Our goal is not to tell people what to take from the music. It’s just to encourage people to listen to it and keep an open mind. If they like it, awesome. If they don’t, it’s not going to deter us from continuing.
Prinze George did a cover of “A Dream of You and Me” by Future Islands. What led you to cover that particular song?
We really enjoy covering songs that we love and making them our own. We really liked the way that song sounded stripped down, and it came together pretty quickly – so we went for it. Future Islands also got their start in Maryland, and we are Maryland strong so it felt right… and they listened to it, so that was pretty cool because we love them!
What has been your favorite venue for putting on a live show?
We all have different favorites, but lately I think we’d agree on a show we just played in Salt Lake City at Kilby Court. The venue was in a garage, so it felt like a house show. We used to play house shows in DC, in our old rock band, so it felt comforting to play in a space like that. The sound was also really good because it was indoor/outdoor and the crowd was singing the words. The stage was pretty small, so we were close to each other onstage and to the audience, which made it really intimate. We also love playing at The Grog Shop in Cleveland. It’s one of our favorite places to play.

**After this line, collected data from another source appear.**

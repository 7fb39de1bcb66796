//! LLM-backed execution engine
//!
//! A tree of travel agents behind the [`ExecutionEngine`](crate::ExecutionEngine)
//! seam:
//!
//! ```text
//! travel_orchestrator ──┬── clarifying_agent
//!   (generate)          ├── inspiration_agent ──┬── places / routes tools
//!                       │                       └── weather_agent
//!                       └── planning_agent ─────┬── flight_agent
//!                                               ├── hotel_agent
//!                                               ├── train_agent
//!                                               ├── flight_seat_availability_agent
//!                                               └── routes / day trip tools
//! response_critic  (critique)
//! response_refiner (revise)
//! ```
//!
//! Sub-agents are exposed to their parents as tools. Conversations live in
//! memory for the lifetime of the process.

mod agent;
mod agent_tool;
mod conversation;
mod engine;
mod prompts;
mod runner;
mod tree;

pub use agent::Agent;
pub use agent_tool::AgentTool;
pub use conversation::{Conversation, ConversationStore};
pub use engine::{AgentEngine, AgentEngineConfig};
pub use runner::{AgentRunner, DEFAULT_MAX_TOOL_ROUNDS};
pub use tree::{build_agent_tree, AgentTree};
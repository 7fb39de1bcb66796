//! Server module for Wayfarer
//!
//! - `config`: configuration structures
//! - `loader`: configuration loading from files and environment
//! - `init`: concierge assembly and the HTTP run loop

pub mod config;
mod init;
mod loader;

pub use init::{build_concierge, run};
pub use loader::load_config;
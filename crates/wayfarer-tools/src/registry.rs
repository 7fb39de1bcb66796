//! Registry - Tool registration and discovery
//!
//! Tools are registered once at startup and looked up by name when the model
//! asks for them, or by category when an agent is assembled.

use crate::error::{Error, Result};
use serde::{Deserialize, Serialize};
use std::collections::HashMap;
use std::sync::Arc;
use tracing::debug;

/// What a tool is about, used to hand tool sets to specialist agents
#[derive(Debug, Clone, Copy, PartialEq, Eq, Hash, Serialize, Deserialize)]
#[serde(rename_all = "snake_case")]
pub enum ToolCategory {
    /// Flight search and pricing
    Flights,
    /// Seat availability on specific flights
    FlightSeats,
    /// Hotel search
    Hotels,
    /// Train search and status
    Rail,
    /// Points of interest
    Places,
    /// Routes between places
    Routes,
    /// Weather and air quality
    Weather,
    /// A specialist agent exposed as a tool
    Agent,
}

impl ToolCategory {
    /// Returns the string representation
    #[must_use]
    pub fn as_str(&self) -> &'static str {
        match self {
            Self::Flights => "flights",
            Self::FlightSeats => "flight_seats",
            Self::Hotels => "hotels",
            Self::Rail => "rail",
            Self::Places => "places",
            Self::Routes => "routes",
            Self::Weather => "weather",
            Self::Agent => "agent",
        }
    }
}

/// Tool metadata and schema
#[derive(Debug, Clone, Serialize, Deserialize)]
pub struct ToolDefinition {
    /// Unique tool name
    pub name: String,
    /// Description shown to the model
    pub description: String,
    /// JSON schema for parameters
    pub parameters: serde_json::Value,
    /// Tool category
    pub category: ToolCategory,
}

impl ToolDefinition {
    /// Create a new tool definition with an empty object schema
    #[must_use]
    pub fn new(name: impl Into<String>, description: impl Into<String>) -> Self {
        Self {
            name: name.into(),
            description: description.into(),
            parameters: serde_json::json!({
                "type": "object",
                "properties": {},
                "required": []
            }),
            category: ToolCategory::Agent,
        }
    }

    /// Set the parameters schema
    #[must_use]
    pub fn with_parameters(mut self, parameters: serde_json::Value) -> Self {
        self.parameters = parameters;
        self
    }

    /// Set the category
    #[must_use]
    pub fn with_category(mut self, category: ToolCategory) -> Self {
        self.category = category;
        self
    }

    /// Function-calling declaration for the model
    #[must_use]
    pub fn to_llm(&self) -> wayfarer_llm::ToolDefinition {
        wayfarer_llm::ToolDefinition::new(&self.name, &self.description, self.parameters.clone())
    }
}

/// Result of a tool execution
#[derive(Debug, Clone, Serialize, Deserialize)]
pub struct ToolResult {
    /// Whether execution succeeded
    pub success: bool,
    /// Output data
    pub output: serde_json::Value,
    /// Error message if failed
    pub error: Option<String>,
    /// Execution duration in milliseconds
    pub duration_ms: u64,
}

impl ToolResult {
    /// Create a successful result
    #[must_use]
    pub fn success(output: serde_json::Value, duration_ms: u64) -> Self {
        Self {
            success: true,
            output,
            error: None,
            duration_ms,
        }
    }

    /// Create a failed result
    #[must_use]
    pub fn failure(error: impl Into<String>, duration_ms: u64) -> Self {
        Self {
            success: false,
            output: serde_json::Value::Null,
            error: Some(error.into()),
            duration_ms,
        }
    }

    /// Payload handed back to the model: the output, or an error object
    #[must_use]
    pub fn into_payload(self) -> serde_json::Value {
        if self.success {
            self.output
        } else {
            error_payload(self.error.as_deref().unwrap_or("tool failed"))
        }
    }
}

/// Structured error object the model sees when a tool fails
#[must_use]
pub fn error_payload(message: &str) -> serde_json::Value {
    serde_json::json!({ "error": true, "message": message })
}

/// Trait for tool implementations
#[async_trait::async_trait]
pub trait Tool: Send + Sync {
    /// Get the tool definition
    fn definition(&self) -> &ToolDefinition;

    /// Execute the tool with given input
    async fn execute(&self, input: serde_json::Value) -> Result<ToolResult>;

    /// Validate input before execution
    fn validate_input(&self, input: &serde_json::Value) -> Result<()> {
        if !input.is_object() {
            return Err(Error::InvalidInput("Input must be an object".to_string()));
        }
        Ok(())
    }
}

/// Registry for managing tools
#[derive(Default)]
pub struct ToolRegistry {
    tools: HashMap<String, Arc<dyn Tool>>,
}

impl ToolRegistry {
    /// Create a new empty registry
    #[must_use]
    pub fn new() -> Self {
        Self::default()
    }

    /// Register a tool, replacing any tool with the same name
    pub fn register(&mut self, tool: Arc<dyn Tool>) {
        let name = tool.definition().name.clone();
        debug!(tool = %name, category = tool.definition().category.as_str(), "Registering tool");
        self.tools.insert(name, tool);
    }

    /// Get a tool by name
    #[must_use]
    pub fn get(&self, name: &str) -> Option<Arc<dyn Tool>> {
        self.tools.get(name).cloned()
    }

    /// Check if a tool exists
    #[must_use]
    pub fn has(&self, name: &str) -> bool {
        self.tools.contains_key(name)
    }

    /// All tool names, sorted
    #[must_use]
    pub fn list_names(&self) -> Vec<&str> {
        let mut names: Vec<&str> = self.tools.keys().map(String::as_str).collect();
        names.sort_unstable();
        names
    }

    /// Tools in a category, sorted by name
    #[must_use]
    pub fn by_category(&self, category: ToolCategory) -> Vec<Arc<dyn Tool>> {
        let mut tools: Vec<Arc<dyn Tool>> = self
            .tools
            .values()
            .filter(|t| t.definition().category == category)
            .cloned()
            .collect();
        tools.sort_by(|a, b| a.definition().name.cmp(&b.definition().name));
        tools
    }

    /// Get tool count
    #[must_use]
    pub fn len(&self) -> usize {
        self.tools.len()
    }

    /// Check if registry is empty
    #[must_use]
    pub fn is_empty(&self) -> bool {
        self.tools.is_empty()
    }
}

#[cfg(test)]
mod tests {
    use super::*;

    struct EchoTool {
        definition: ToolDefinition,
    }

    impl EchoTool {
        fn new(name: &str, category: ToolCategory) -> Self {
            Self {
                definition: ToolDefinition::new(name, "Echo input").with_category(category),
            }
        }
    }

    #[async_trait::async_trait]
    impl Tool for EchoTool {
        fn definition(&self) -> &ToolDefinition {
            &self.definition
        }

        async fn execute(&self, input: serde_json::Value) -> Result<ToolResult> {
            Ok(ToolResult::success(input, 0))
        }
    }

    #[test]
    fn test_tool_definition_builder() {
        let def = ToolDefinition::new("search_hotels", "Find hotels")
            .with_category(ToolCategory::Hotels)
            .with_parameters(serde_json::json!({"type": "object"}));

        assert_eq!(def.name, "search_hotels");
        assert_eq!(def.category, ToolCategory::Hotels);
        assert_eq!(def.to_llm().name, "search_hotels");
    }

    #[test]
    fn test_payload_for_failure() {
        let payload = ToolResult::failure("amadeus returned HTTP 500", 3).into_payload();
        assert_eq!(payload["error"], true);
        assert_eq!(payload["message"], "amadeus returned HTTP 500");

        let ok = ToolResult::success(serde_json::json!({"data": [1]}), 1).into_payload();
        assert_eq!(ok["data"][0], 1);
    }

    #[test]
    fn test_registry_lookup() {
        let mut registry = ToolRegistry::new();
        registry.register(Arc::new(EchoTool::new("search_trains", ToolCategory::Rail)));
        registry.register(Arc::new(EchoTool::new("check_train_seats", ToolCategory::Rail)));
        registry.register(Arc::new(EchoTool::new("get_route", ToolCategory::Routes)));

        assert_eq!(registry.len(), 3);
        assert!(registry.has("get_route"));
        assert!(registry.get("missing").is_none());
        assert_eq!(
            registry.list_names(),
            vec!["check_train_seats", "get_route", "search_trains"]
        );

        let rail: Vec<String> = registry
            .by_category(ToolCategory::Rail)
            .iter()
            .map(|t| t.definition().name.clone())
            .collect();
        assert_eq!(rail, vec!["check_train_seats", "search_trains"]);
    }

    #[tokio::test]
    async fn test_default_validation_rejects_non_objects() {
        let tool = EchoTool::new("echo", ToolCategory::Agent);
        assert!(tool.validate_input(&serde_json::json!("text")).is_err());
        assert!(tool.validate_input(&serde_json::json!({})).is_ok());
        let result = tool.execute(serde_json::json!({"a": 1})).await.unwrap();
        assert!(result.success);
    }
}
#[async_trait::async_trait]
impl Tool for AirQualityTool {
    fn definition(&self) -> &ToolDefinition {
        &self.definition
    }

    async fn execute(&self, input: Value) -> Result<ToolResult> {
        let start = Instant::now();
        let location = required_str(&input, "location")?;
        let coordinates = geocode(&self.client, &self.endpoints, location).await?;

        let conditions = self
            .client
            .send(ApiRequest::post(
                &self.endpoints.air_quality,
                json!({
                    "location": {
                        "latitude": coordinates.latitude,
                        "longitude": coordinates.longitude
                    }
                }),
            ))
            .await?;

        Ok(ToolResult::success(
            json!({
                "location": coordinates.address,
                "conditions": conditions,
            }),
            elapsed_ms(start),
        ))
    }
}
use crate::domain::{errors::BcClientError, models::TransactionRecord};
#[cfg(test)]
use mockall::automock;
use solana_sdk::{pubkey::Pubkey, signature::Signature};

/// A trait representing a blockchain client for reading transaction history
/// from the Solana network.
#[cfg_attr(test, automock)]
#[async_trait::async_trait]
pub trait BcClient {
    /// Retrieves signatures of transactions involving `address`, newest-first.
    ///
    /// # Arguments
    ///
    /// * `address` - The account to look up.
    /// * `limit` - Maximum number of signatures to return.
    /// * `before` - When supplied, only signatures strictly older than this
    ///   one are returned (exclusive pagination bound).
    ///
    /// # Returns
    ///
    /// * `Result<Vec<String>, BcClientError>` - At most `limit` signature
    ///   strings if successful, or an error if the operation fails.
    async fn get_signatures_for_address(
        &self,
        address: &Pubkey,
        limit: usize,
        before: Option<Signature>,
    ) -> Result<Vec<String>, BcClientError>;

    /// Retrieves the full transaction record behind a signature.
    ///
    /// # Returns
    ///
    /// * `Result<TransactionRecord, BcClientError>` - The transaction if
    ///   successful, or an error if the operation fails.
    async fn get_transaction(&self, signature: &str) -> Result<TransactionRecord, BcClientError>;
}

What bands do you listen to regularly?
The National, Future Islands, Band of Horses, Beach House, Little Dragon, Fleetwood Mac, Blink 182, Daft Punk, etc. We listen to a lot of different kinds of music. We try to change it up in the car.
When you go into the studio as opposed to a live venue, how is the energy same, and how is it different?
Everyone has individual experiences in the studio. People record their parts separately in order to craft the clearest record possible, because it makes it easier for the engineers to have control in the mixing/mastering stages. To get the very best takes on a recording, you’ve got to be in a controlled environment in order to access something really specific emotionally and sonically. You have to go to the place that you were in when you wrote the song and capture the feeling and the sound. Live, its completely different because there are so many more variables that affect a performance. There’s the crowd, the sound in the room, the space, and then there’s the three of us. Live is less about control, and it’s less private; it’s more about feeling and connecting to each other and to the audience.
Lastly, what is the band’s vision for the upcoming year?
We’ve been on the road for a couple months, and we are really excited to get some more writing done and release more music. We are sitting on a lot of unreleased stuff right now, so it would feel good to release something new. We would also love to do more touring, especially internationally.